[Assigned task]:
The line containing "fn from(err: reqwest::Error)" opens the span to copy, and the last line of the records below closes it. Write out that span exactly.

───

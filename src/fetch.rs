//! 控制台抓取：从 URL 下载文件到当前服务目录。

use reqwest::{Client, Url};
use std::fmt;
use std::path::{Path, PathBuf};
use std::pin::pin;
use std::time::Duration;
use tracing::info;

use crate::upload::{FileStore, StoreError};

const FETCH_TIMEOUT_SECS: u64 = 600;

#[derive(Debug)]
pub enum FetchError {
    InvalidUrl(String),
    NoFileName,
    Http(reqwest::Error),
    Store(StoreError),
}

impl fmt::Display for FetchError {
    fn fmt(&self, f: &mut fmt::Formatter<'_>) -> fmt::Result {
        match self {
            FetchError::InvalidUrl(msg) => write!(f, "invalid url: {msg}"),
            FetchError::NoFileName => f.write_str("url does not name a file"),
            FetchError::Http(err) => write!(f, "download failed: {err}"),
            FetchError::Store(err) => write!(f, "could not store file: {err}"),
        }
    }
}

impl From<reqwest::Error> for FetchError {
    fn from(err: reqwest::Error) -> Self {
        FetchError::Http(err)
    }
}

impl From<StoreError> for FetchError {
    fn from(err: StoreError) -> Self {
        FetchError::Store(err)
    }
}

/// 控制台使用的 HTTP 客户端。
pub fn build_client() -> reqwest::Result<Client> {
    Client::builder()
        .user_agent(concat!(env!("CARGO_PKG_NAME"), "/", env!("CARGO_PKG_VERSION")))
        .timeout(Duration::from_secs(FETCH_TIMEOUT_SECS))
        .build()
}

/// URL 路径最后一段（解码后）作为文件名。
pub fn file_name_from_url(url: &Url) -> Option<String> {
    let last = url.path_segments()?.next_back()?;
    let decoded = urlencoding::decode(last).ok()?;
    let name = decoded.trim();
    if name.is_empty() {
        None
    } else {
        Some(name.to_string())
    }
}

/// 下载 `url` 到 `dir`，重名按存储策略处理，返回最终路径。
pub async fn fetch_into(
    client: &Client,
    store: &FileStore,
    dir: &Path,
    url: &str,
) -> Result<PathBuf, FetchError> {
    let url = Url::parse(url.trim()).map_err(|err| FetchError::InvalidUrl(err.to_string()))?;
    if !matches!(url.scheme(), "http" | "https") {
        return Err(FetchError::InvalidUrl(format!(
            "unsupported scheme {}",
            url.scheme()
        )));
    }
    let name = file_name_from_url(&url).ok_or(FetchError::NoFileName)?;

    let response = client.get(url.clone()).send().await?.error_for_status()?;
    let chunks = pin!(response.bytes_stream());
    let stored = store.store_stream(dir, &name, chunks).await?;
    info!(%url, path = ?stored, "fetched file");
    Ok(stored)
}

───

[Response]:
    fn from(err: reqwest::Error) -> Self {
        FetchError::Http(err)
    }
}

impl From<StoreError> for FetchError {
    fn from(err: StoreError) -> Self {
        FetchError::Store(err)
    }
}

/// 控制台使用的 HTTP 客户端。
pub fn build_client() -> reqwest::Result<Client> {
    Client::builder()
        .user_agent(concat!(env!("CARGO_PKG_NAME"), "/", env!("CARGO_PKG_VERSION")))
        .timeout(Duration::from_secs(FETCH_TIMEOUT_SECS))
        .build()
}

/// URL 路径最后一段（解码后）作为文件名。
pub fn file_name_from_url(url: &Url) -> Option<String> {
    let last = url.path_segments()?.next_back()?;
    let decoded = urlencoding::decode(last).ok()?;
    let name = decoded.trim();
    if name.is_empty() {
        None
    } else {
        Some(name.to_string())
    }
}

/// 下载 `url` 到 `dir`，重名按存储策略处理，返回最终路径。
pub async fn fetch_into(
    client: &Client,
    store: &FileStore,
    dir: &Path,
    url: &str,
) -> Result<PathBuf, FetchError> {
    let url = Url::parse(url.trim()).map_err(|err| FetchError::InvalidUrl(err.to_string()))?;
    if !matches!(url.scheme(), "http" | "https") {
        return Err(FetchError::InvalidUrl(format!(
            "unsupported scheme {}",
            url.scheme()
        )));
    }
    let name = file_name_from_url(&url).ok_or(FetchError::NoFileName)?;

    let response = client.get(url.clone()).send().await?.error_for_status()?;
    let chunks = pin!(response.bytes_stream());
    let stored = store.store_stream(dir, &name, chunks).await?;
    info!(%url, path = ?stored, "fetched file");
    Ok(stored)
}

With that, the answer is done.